Obstacles to Arab-Israeli peace: Jerusalem
- Published
The ancient city of Jerusalem has changed hands many times, its religious significance exerting a powerful pull on Jewish, Christian and Muslim conquerors.
Religious writer Karen Armstrong has observed that those who held it longest are those who showed the most tolerance to devotees of other faiths.
She cites two Muslim leaders - Caliph Omar and Saladin - as exemplars of this approach, and the Crusaders as the city's most blood-soaked ravagers.
More than 40 years ago, Israel's army captured East Jerusalem from Jordan in the June 1967 War.
The area fell in the heat of a deadly battle, but Israel did not massacre its Palestinian inhabitants or destroy its holy shrines like the medieval Christian knights.
From the Jewish perspective 1967 brought the "reunification" of the holy city, restoring a divine plan after centuries of interruption.
But history has yet to decide if Israeli rule over the city is a doomed enterprise, that will founder - on Karen Armstrong's analysis - because of the very measures taken to make Jerusalem Israel's "eternal and indivisible" capital.
Modern fortress
The victory of 1967 and the capture of East Jerusalem was an exhilarating time for Jews, both religious and secular.
Battle-weary Israeli troops ran through the narrow alleys of the Old City to the Western Wall to pray and celebrate.
Under Arab control since 1948, the Jewish holy places had been tantalisingly out of reach to Israelis - in violation of the Israel-Jordan armistice agreement.
Nothing was going to stop the 1967 leaders from creating facts on the ground that made it impossible for Muslim Arabs to reclaim the eastern half of the city.
"We have returned to our holy places... And we shall never leave them," said Gen Moshe Dayan as he stood before the timeworn stones of the Western Wall.
Indeed, a raft of UN resolutions and international conventions outlawing the change of status of occupied territory conquered by military means have had little impact on Israeli thinking.
Within days Israel had annexed east Jerusalem, drawn new, greatly expanded municipal boundaries (that cut out some heavily populated Palestinian areas) and demolished an entire Arab quarter of the city in front of the Western Wall, one of the holiest sites in Judaism.

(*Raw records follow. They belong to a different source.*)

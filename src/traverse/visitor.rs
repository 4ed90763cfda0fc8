use crate::cuts::Cut;
use crate::network::{GNet, GateId};

/// Flow control returned by every visitor callback
///
/// Walks interpret the flags as follows:
/// * `Continue` - proceed normally.
/// * `Skip` - in cut iteration, stop handling the remaining cuts of the
///   current node; elsewhere behaves like `Continue`.
/// * `FinishFurtherNodes` - in bounded walks, do not descend past the
///   current node.
/// * `FinishAllNodes` - abort the entire walk immediately; propagates
///   through nested walkers.
#[derive(Debug, Clone, Copy, PartialEq, Eq)]
pub enum VisitorFlag {
    /// Proceed normally
    Continue,
    /// Stop handling the cuts of the current node
    Skip,
    /// Do not descend past the current node
    FinishFurtherNodes,
    /// Abort the entire walk
    FinishAllNodes,
}

/// Handler driven over the nodes of a walk
pub trait Visitor {
    /// Starts handling a traced node
    fn on_node_begin(&mut self, net: &GNet, node: GateId) -> VisitorFlag;

    /// Finishes handling a traced node
    fn on_node_end(&mut self, net: &GNet, node: GateId) -> VisitorFlag;
}

/// Handler additionally driven over every stored cut of each node
pub trait CutVisitor: Visitor {
    /// Handles one cut of the current node
    fn on_cut(&mut self, net: &GNet, node: GateId, cut: &Cut) -> VisitorFlag;
}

Years of rampant development followed, increasing Israel's presence in East Jerusalem, external. It became a fortress - defended not by walls and ramparts, but by a ring of settlements, blocks of flats and highways.
The architecture is there for all to see, but the diplomatic situation is more complicated.

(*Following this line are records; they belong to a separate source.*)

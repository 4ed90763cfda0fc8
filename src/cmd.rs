//! Command line interface

use clap::{Args, Parser, Subcommand};
use std::fs::File;
use std::io::BufWriter;
use std::path::PathBuf;

use crate::analysis::check_cut;
use crate::cuts::find_cuts;
use crate::error::Error;
use crate::io::{read_network_file, Dot};
use crate::npn::{NpnCollector, NpnOptions};
use crate::params;

/// Command line arguments
#[derive(Parser)]
#[command(author, version, about, long_about = None)]
#[command(propagate_version = true)]
pub struct Cli {
    /// Subcommand to run
    #[command(subcommand)]
    pub command: Commands,
}

/// Command line arguments
#[derive(Subcommand)]
pub enum Commands {
    /// Show statistics about a logic net
    ///
    /// Will print the number of inputs, outputs and gates in the net,
    /// and the length of its longest path.
    #[clap()]
    Show(ShowArgs),

    /// Enumerate K-feasible cuts of a logic net
    ///
    /// For every gate a subsumption-pruned set of cuts is computed; the
    /// command reports their number and optionally validates each of them.
    #[clap()]
    Cuts(CutsArgs),

    /// Collect NPN classes of the cones of a logic net
    ///
    /// Every cut of exactly K leaves is extracted as a cone, simulated,
    /// and grouped by the NPN class of its function. The per-class
    /// histogram is printed as CSV.
    #[clap()]
    Npn(NpnArgs),

    /// Print a logic net in DOT format
    #[clap()]
    Dot(DotArgs),
}

/// Command arguments for net statistics
#[derive(Args)]
pub struct ShowArgs {
    /// Net to show
    file: PathBuf,
}

impl ShowArgs {
    /// Read the net and print its plain parameters
    pub fn run(&self) -> Result<(), Error> {
        let net = read_network_file(&self.file)?;
        print!("{}", params::collect(&net)?);
        Ok(())
    }
}

/// Command arguments for cut enumeration
#[derive(Args)]
pub struct CutsArgs {
    /// Net to enumerate
    file: PathBuf,

    /// Maximum cut size
    #[arg(short = 'k', long, default_value_t = 4)]
    cut_size: usize,

    /// Maximum number of cuts per gate, 0 for unlimited
    #[arg(short = 'm', long, default_value_t = 0)]
    max_cuts: usize,

    /// Keep subsumed cuts (legacy enumeration)
    #[arg(long)]
    legacy: bool,

    /// Validate every enumerated cut
    #[arg(long)]
    check: bool,
}

impl CutsArgs {
    /// Enumerate cuts and report their number
    pub fn run(&self) -> Result<(), Error> {
        let net = read_network_file(&self.file)?;
        let storage = find_cuts(&net, self.cut_size, self.max_cuts, self.legacy)?;

        let n_gates = storage.cuts.len();
        let n_cuts = storage.n_cuts();
        println!("Gates with cuts: {n_gates}");
        println!("Total cuts: {n_cuts}");
        if n_gates != 0 {
            println!("Average cuts per gate: {}", n_cuts as f64 / n_gates as f64);
        }

        if self.check {
            for (&gate, cuts) in &storage.cuts {
                for cut in cuts {
                    check_cut(&net, gate, cut)?;
                }
            }
            println!("All cuts are valid");
        }
        Ok(())
    }
}

/// Command arguments for NPN statistics
#[derive(Args)]
pub struct NpnArgs {
    /// Net to classify
    file: PathBuf,

    /// Cut size; only cuts of exactly this size are classified
    #[arg(short = 'k', long, default_value_t = 4)]
    cut_size: usize,

    /// Maximum number of cuts per gate during enumeration, 0 for unlimited
    #[arg(short = 'm', long, default_value_t = 0)]
    max_cuts: usize,

    /// Collect min/max heights of every cone
    #[arg(long)]
    heights: bool,

    /// Output file for the per-class histogram CSV; stdout when absent
    #[arg(short = 'o', long)]
    output: Option<PathBuf>,

    /// Print the per-gate report
    #[arg(long)]
    gates: bool,

    /// Dump the cones of the most popular classes into this directory
    #[arg(long)]
    dot_dir: Option<PathBuf>,

    /// Number of top classes to dump
    #[arg(long, default_value_t = 10)]
    top: usize,

    /// Number of cones to dump per class
    #[arg(long, default_value_t = 10)]
    cones: usize,
}

impl NpnArgs {
    /// Run the NPN pipeline and emit the requested reports
    pub fn run(&self) -> Result<(), Error> {
        let net = read_network_file(&self.file)?;
        let mut collector = NpnCollector::new(
            &net,
            NpnOptions {
                cut_size: self.cut_size,
                max_cuts: self.max_cuts,
                collect_height: self.heights,
            },
        );
        collector.process()?;

        match &self.output {
            Some(path) => {
                let mut stream = BufWriter::new(File::create(path)?);
                collector.print_histogram_data(&mut stream)?;
            }
            None => collector.print_histogram_data(&mut std::io::stdout())?,
        }
        if self.gates {
            collector.print_gate_statistics(&mut std::io::stdout())?;
        }

        if let Some(dot_dir) = &self.dot_dir {
            for (npn_class, cones) in collector.essential_cones(self.top, self.cones) {
                let class_dir = dot_dir.join(npn_class.to_string());
                std::fs::create_dir_all(&class_dir)?;
                for (i, cone) in cones.iter().enumerate() {
                    Dot::new(cone).print_file(class_dir.join(format!("cone{i}.dot")))?;
                }
            }
        }
        Ok(())
    }
}

/// Command arguments for DOT output
#[derive(Args)]
pub struct DotArgs {
    /// Net to print
    file: PathBuf,

    /// Output file; stdout when absent
    #[arg(short = 'o', long)]
    output: Option<PathBuf>,
}

impl DotArgs {
    /// Print the net in DOT format
    pub fn run(&self) -> Result<(), Error> {
        let net = read_network_file(&self.file)?;
        match &self.output {
            Some(path) => Dot::new(&net).print_file(path)?,
            None => Dot::new(&net).print(&mut std::io::stdout())?,
        }
        Ok(())
    }
}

The international consensus has never recognised Israeli sovereignty in East Jerusalem - the city and its surroundings were designated a corpus separatum by the UN in 1947, to be given a special international status and government.
No country has its embassy in Jerusalem. Even Israel's closest ally, the US, has withstood pressure from Congress to move its embassy from Tel Aviv, insisting the status of Jerusalem should be decided in Israeli-Palestinian negotiations rather than unilaterally.
Precarious lives
The 240,000 Arab inhabitants of East Jerusalem live a strange half-existence, rarely in direct conflict with Israel, but resolutely clinging on to their Palestinian identity and cause.
Allowed special Israeli residency permits, they enjoy advantages over those in the occupied West Bank - but many feel their future in the city is not guaranteed.
They say discrimination overshadows their lives: restrictions on building or renovation; disregard by the municipality even though they pay taxes; bureaucratic obstacles if they marry Palestinians from elsewhere; confiscation of their papers; revocation of their residency rights if they take residency or citizenship in another country or spend more than seven years abroad.
Israel has allowed the Palestinians of East Jerusalem to remain, but it has hemmed them in, squeezed them, left them in no doubt the city is no longer theirs.
Meanwhile, hundreds of thousands of Jewish settlers have been allowed, or encouraged, to move to the occupied east of the city - an area the Palestinians hope to establish as the capital of their future state.
Palestinians from outside the city - in the West Bank and Gaza - are rigorously excluded by a ring of roadblocks and Israeli military checkpoints.
They now find themselves experiencing the same sense of deprivation and longing for Jerusalem, and determination to make it theirs again, that the Diaspora Jews once did.
In recent years, Israel has been building the controversial West Bank barrier around Palestinian population centres, a response to the suicide bombings of the 1990s and after 2000.
Around parts of East Jerusalem a massive wall now separates some Palestinian suburbs from the centre of Jerusalem and others from the West Bank.
Many observers see the possibility of disaster in Israel's unyielding pursuit of its policies in Jerusalem.
They argue that resolution with the Palestinians, and the wider Arab and Muslim world, will not be possible without compromise on the holy city.